E come dare torto all’Inps? Tra l’altro che c’era da fare c’era il mini taglio delle pensioni dall’importo superiore ai 1500 euro lordi mensili. Un po’ si fa ad aprile, la pensione di aprile sarà appena un po’ più bassa di quella di gennaio, febbraio e marzo. Un po’, appena un po’: da una manciata di centesimi ad un mucchietto di euro a seconda dell’entità dell’assegno mensile. Un po’, appena un po’ nella non del tutto mal riposta speranza che il pensionato se ne accorga poco o niente.

Se però quel po’, appena un po’ lo moltiplichi per quattro (quota gennaio più febbraio, più marzo e appunto aprile) goccia a goccia si fa un bel fondo di bicchiere. I centesimi in meno in pensione diventano euro, gli euro diventano decine di euro. Quindi niente conguaglio ad aprile, niente restituzione del mdi più percepito nel primo trimestre. Il conguaglio negativo per il pensionato si fa a giugno.

Perché a giugno? Deve essere giugno una data che piace ad Inps. Infatti fissato a giugno anche il taglio delle pensioni dette d’oro e semplicemente di alto importo. I soldi, in questo caso centinaia e migliaia di euro, l’Inps li toglie tutti insieme a giugno. Eppure i pensionati super colpiti non sono poi milioni e neanche centinaia di migliaia, era impossibile detrarre da gennaio o da febbraio o da aprile?

Chissà se era impossibile, certo è che quasi sei milioni di pensionati Inps (pensionati con assegni che vanno da 1500 lordi mensili fino ai cosiddetti importi d’oro) si troveranno nella pensione a giugno soldi in meno che avrebbero dovuto trovare in meno a gennaio, febbraio, marzo, aprile…Insomma prima di maggio.

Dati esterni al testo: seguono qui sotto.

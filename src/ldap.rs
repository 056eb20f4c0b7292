//! LDAP support.
//!
//! [`Ldap`] authenticates users against one directory server. A login goes
//! through `Idle → Connected → Bound → Searched → Verified | Rejected`:
//!
//! 1. [`Ldap::dial`] opens a session on the first reachable host.
//! 2. The session binds as admin, as the user (single bind) or anonymously.
//! 3. The login is searched; no entry rejects with [`Error::UserNotFound`].
//! 4. Unless the single bind already did it, the password is checked by
//!    binding as the entry DN; a refused bind rejects with
//!    [`Error::InvalidCredentials`].

use std::sync::Arc;

use crate::config::ServerConfig;
use crate::connection::{AddRequest, Connection, Entry};
use crate::credentials::LoginAttempt;
use crate::dial::{Connector, Ldap3Connector, dial};
use crate::error::{Error, Result};
use crate::mapper::{DN_ATTRIBUTE, array_attribute, attribute, build_user};
use crate::search::{
    USERS_MAX_REQUEST, batches, group_search_request, user_search_request,
};
use crate::strategy::{BindStrategy, single_bind_dn};
use crate::user::User;

/// Directory client for one server.
///
/// Holds at most one session. It is not shared: every login attempt uses its
/// own [`Ldap`].
pub struct Ldap {
    config: Arc<ServerConfig>,
    connector: Arc<dyn Connector>,
    conn: Option<Box<dyn Connection>>,
}

impl Ldap {
    /// Create a new [`Ldap`] client using `ldap3` sessions.
    pub fn new(config: Arc<ServerConfig>) -> Self {
        Self::with_connector(config, Arc::new(Ldap3Connector))
    }

    /// Create a new [`Ldap`] client opening sessions with `connector`.
    pub fn with_connector(
        config: Arc<ServerConfig>,
        connector: Arc<dyn Connector>,
    ) -> Self {
        Self {
            config,
            connector,
            conn: None,
        }
    }

    pub fn config(&self) -> &ServerConfig {
        &self.config
    }

    /// Open a session on the first reachable host.
    ///
    /// A previous session is closed first.
    pub async fn dial(&mut self) -> Result<()> {
        self.close().await;
        self.conn = Some(dial(&self.config, self.connector.as_ref()).await?);
        Ok(())
    }

    /// Close the session. Later operations fail until the next
    /// [`Ldap::dial`].
    pub async fn close(&mut self) {
        if let Some(mut conn) = self.conn.take() {
            if let Err(err) = conn.close().await {
                tracing::debug!(error = %err, "failed to unbind directory session");
            }
        }
    }

    fn conn(&mut self) -> Result<&mut Box<dyn Connection>> {
        self.conn.as_mut().ok_or(Error::NotConnected)
    }

    /// Bind with the admin credentials, or anonymously if there are none.
    pub async fn bind(&mut self) -> Result<()> {
        match BindStrategy::select(&self.config) {
            BindStrategy::Admin => self.admin_bind().await,
            BindStrategy::Single | BindStrategy::Anonymous => {
                self.unauthenticated_bind().await
            },
        }
    }

    /// Bind with the configured admin DN and password.
    ///
    /// A refused admin bind is a configuration problem, never a
    /// [`Error::InvalidCredentials`].
    pub async fn admin_bind(&mut self) -> Result<()> {
        let config = Arc::clone(&self.config);
        self.conn()?
            .bind(&config.bind_dn, config.bind_password.expose())
            .await
            .inspect_err(|err| {
                tracing::error!(error = %err, "cannot authenticate admin user in LDAP");
            })
    }

    /// Bind as `dn` with `password`.
    ///
    /// A refused bind is reported as [`Error::InvalidCredentials`].
    pub async fn user_bind(&mut self, dn: &str, password: &str) -> Result<()> {
        self.conn()?
            .bind(dn, password)
            .await
            .map_err(Error::from_bind)
            .inspect_err(|err| {
                tracing::error!(%dn, error = %err, "cannot bind user with LDAP");
            })
    }

    async fn unauthenticated_bind(&mut self) -> Result<()> {
        let config = Arc::clone(&self.config);
        self.conn()?.unauthenticated_bind(&config.bind_dn).await
    }

    /// Authenticate a user on the current session.
    ///
    /// Unknown logins and wrong passwords are both rejections, see
    /// [`Error::is_rejection`].
    pub async fn login(&mut self, attempt: &LoginAttempt) -> Result<User> {
        let result = self.try_login(attempt).await;
        record_login(&result);
        result
    }

    async fn try_login(&mut self, attempt: &LoginAttempt) -> Result<User> {
        // An empty password turns a bind into an unauthenticated one.
        if !attempt.has_password() {
            return Err(Error::InvalidCredentials);
        }

        let mut verified = false;
        match BindStrategy::select(&self.config) {
            BindStrategy::Admin => self.admin_bind().await?,
            BindStrategy::Single => {
                let dn = single_bind_dn(&self.config.bind_dn, attempt.name());
                self.user_bind(&dn, attempt.password()).await?;
                verified = true;
            },
            BindStrategy::Anonymous => self.unauthenticated_bind().await?,
        }

        let Some(user) = self.users(&[attempt.name()]).await?.into_iter().next()
        else {
            tracing::debug!(login = %attempt.name(), "user not found in LDAP");
            return Err(Error::UserNotFound);
        };

        if !verified {
            self.user_bind(&user.dn, attempt.password()).await?;
        }

        Ok(user)
    }

    /// Dial, log in and close, whatever the outcome.
    pub async fn authenticate(&mut self, attempt: &LoginAttempt) -> Result<User> {
        self.dial().await?;
        let result = self.login(attempt).await;
        self.close().await;
        result
    }

    /// Find users by login.
    ///
    /// Logins are searched in batches of [`USERS_MAX_REQUEST`]. Unknown logins
    /// are skipped.
    pub async fn users<S: AsRef<str> + Sync>(&mut self, logins: &[S]) -> Result<Vec<User>> {
        let mut entries = Vec::new();
        for range in batches(logins.len(), USERS_MAX_REQUEST) {
            entries.extend(self.search_users(&logins[range]).await?);
        }

        let mut users = Vec::with_capacity(entries.len());
        for entry in &entries {
            let groups = self.member_of(entry).await?;
            users.push(build_user(&self.config.attributes, entry, groups));
        }

        tracing::debug!(count = users.len(), ?users, "LDAP users found");
        Ok(users)
    }

    /// Search one batch on every base until one returns entries.
    async fn search_users<S: AsRef<str> + Sync>(&mut self, logins: &[S]) -> Result<Vec<Entry>> {
        let config = Arc::clone(&self.config);
        let conn = self.conn()?;

        for base in &config.search_base_dns {
            let request = user_search_request(&config, base, logins);
            tracing::debug!(base = %request.base_dn, filter = %request.filter, "LDAP search request");

            let entries = conn.search(&request).await?;
            if !entries.is_empty() {
                return Ok(entries);
            }
        }

        Ok(Vec::new())
    }

    /// Groups of an entry, read from an attribute or searched.
    async fn member_of(&mut self, entry: &Entry) -> Result<Vec<String>> {
        if self.config.group_search_filter.is_empty() {
            return Ok(array_attribute(&self.config.attributes.member_of, entry));
        }

        self.request_member_of(entry).await
    }

    /// Search the groups of an entry, for schemas without `memberOf`.
    async fn request_member_of(&mut self, entry: &Entry) -> Result<Vec<String>> {
        let config = Arc::clone(&self.config);
        let conn = self.conn()?;

        let bases = if config.group_search_base_dns.is_empty() {
            &config.search_base_dns
        } else {
            &config.group_search_base_dns
        };

        let member = if config.group_search_filter_user_attribute.is_empty() {
            attribute(&config.attributes.username, entry)
        } else {
            attribute(&config.group_search_filter_user_attribute, entry)
        };

        let id_attribute = match config.attributes.member_of.as_str() {
            "" | "memberOf" => DN_ATTRIBUTE,
            attr => attr,
        };

        let mut groups = Vec::new();
        for base in bases {
            let request = group_search_request(&config, base, member, id_attribute);
            tracing::info!(filter = %request.filter, "searching for user's groups");

            groups.extend(
                conn.search(&request)
                    .await?
                    .iter()
                    .map(|group| attribute(id_attribute, group).to_owned()),
            );
        }

        Ok(groups)
    }

    /// Create an entry.
    pub async fn add(&mut self, request: &AddRequest) -> Result<()> {
        self.conn()?.add(request).await
    }

    /// Delete an entry.
    pub async fn delete(&mut self, dn: &str) -> Result<()> {
        self.conn()?.delete(dn).await
    }
}

/// Count a login outcome in `ldap_login_total`.
fn record_login(result: &Result<User>) {
    let outcome = match result {
        Ok(_) => "success",
        Err(Error::InvalidCredentials) => "invalid_credentials",
        Err(Error::UserNotFound) => "user_not_found",
        Err(_) => "error",
    };
    metrics::counter!("ldap_login_total", "result" => outcome).increment(1);
}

Maggio? A maggio i pensionati diventano elettori, votano per le Europee. Quindi, prima i voti e poi i tagli. Non a caso il vertice Inps ora opera in piena sintonia e in diretta armonia con i partiti di governo.  E Lega e M5S hanno un loro legittimo calendario dove c’è scritto prima i voti e poi i tagli. Inps comunica che ha adottato medesimo calendario.